Embora não tenha sido citado pela Corte Superior, também pode-se dizer que a decisão possui conexão com o princípio da duração razoável do processo. Isso porque a finalização do processo de execução, com o pagamento da dívida pelo devedor, tem sido o grande gargalo da justiça brasileira. Mitigar a disposição contida no CPC revela mais uma tentativa do STJ de promover o descongestionamento das execuções em curso no país, uma vez que é direito de todo indivíduo que provoca o judiciário para dirimir seus conflitos obter, em tempo hábil, prestação jurisdicional satisfatória e adequada.

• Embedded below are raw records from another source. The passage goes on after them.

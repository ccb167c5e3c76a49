//! Pre-flight checks for schedlat
//!
//! Validates system requirements before attempting to load eBPF programs.
//! Provides clear, actionable error messages when requirements aren't met.

#![allow(unsafe_code)] // geteuid() requires unsafe

use anyhow::{bail, Context, Result};
use std::path::Path;

use crate::domain::TracerError;

/// First kernel with BPF ring buffers
const MIN_KERNEL_VERSION: (u32, u32) = (5, 8);

/// Run all pre-flight checks before eBPF loading
///
/// # Errors
/// Returns the first failed requirement
pub fn run_preflight_checks(ebpf_object: &Path) -> Result<()> {
    check_privileges()?;
    check_kernel_version()?;
    check_object_exists(ebpf_object)?;
    Ok(())
}

/// Check if running with sufficient privileges for eBPF
fn check_privileges() -> Result<()> {
    if unsafe { libc::geteuid() } == 0 {
        return Ok(());
    }

    // CAP_BPF + CAP_PERFMON would also do; only root is accepted for now
    bail!(
        "Permission denied: schedlat requires root privileges to attach scheduler tracepoints.\n\n\
         Run with: sudo schedlat ...\n\
         Or analyze a recorded trace without privileges: schedlat --replay FILE"
    );
}

fn check_kernel_version() -> Result<()> {
    let version_str = std::fs::read_to_string("/proc/version")
        .context("Failed to read kernel version from /proc/version")?;

    // "Linux version 6.1.0-arch1-1 ..."
    let release = version_str.split_whitespace().nth(2).unwrap_or("unknown");

    let Some((major, minor)) = parse_release(release) else {
        // Unparseable release strings are let through
        return Ok(());
    };

    if (major, minor) < MIN_KERNEL_VERSION {
        bail!(
            "Kernel version {major}.{minor} is too old.\n\n\
             schedlat requires Linux {}.{} or newer for eBPF ring buffer support.\n\
             Current kernel: {release}",
            MIN_KERNEL_VERSION.0,
            MIN_KERNEL_VERSION.1,
        );
    }

    Ok(())
}

/// `"5.15.0-generic"` → `(5, 15)`
fn parse_release(release: &str) -> Option<(u32, u32)> {
    let mut parts = release.split('.');
    let major = parts.next()?.parse().ok()?;
    let minor: String = parts.next()?.chars().take_while(char::is_ascii_digit).collect();
    Some((major, minor.parse().ok()?))
}

fn check_object_exists(path: &Path) -> Result<()> {
    if !path.is_file() {
        return Err(TracerError::ObjectNotFound(path.to_path_buf()))
            .context("Build it with: cargo xtask build-ebpf, or pass --ebpf-object");
    }
    Ok(())
}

A decisão proferida em sede de embargos de divergência é capítulo importante na solução de uma controvérsia existente há anos jurisprudência do STJ, pois tem o condão de uniformizar o entendimento da corte superior no sentido de permitir a penhora do salário do devedor, ainda que inferior a 50 salários-mínimos.
Com efeito, a Corte Superior fixou a tese de que tal medida só é possível em casos excepcionais e quando fica garantido o mínimo necessário para a subsistência digna do devedor e de sua família.
Todavia, o STJ não delimitou quais são os critérios a serem analisados no caso concreto para verificar quanto do salário pode ser penhorado, abrindo espaço para um novo dilema: o que deve ser considerado garantia da subsistência digna do devedor e de sua família?
Ao longo do seu voto, o Ministro Relator faz menção à garantia do mínimo existencial do devedor e seus dependentes, sem, entretanto, explicar com mais detalhes o significado do termo.
Ainda que o precedente não tenha abrangido todas as nuances da penhora efetivada sobre salários e rendimentos, não há dúvida de que se trata de avanço na almejada satisfação e muitas vezes dificultada satisfação do crédito dos exequentes.
Rafael de Albuquerque Rodrigues Queiroz
Trainee da Equipe de Contencioso Cível Estratégico do VLF Advogados
Eduardo Metzker Fernandes
Coordenador da Equipe de Contencioso Cível Estratégico do VLF Advogados
(1) THEODORO JÚNIOR, Humberto. Curso de direito processual civil. v. 3. 55 ed. Rio de Janeiro: Forense, 2022.
(2) EREsp n. 1.874.222/DF, relator Ministro João Otávio de Noronha, Corte Especial, julgado em 19/4/2023, DJe de 24/5/2023.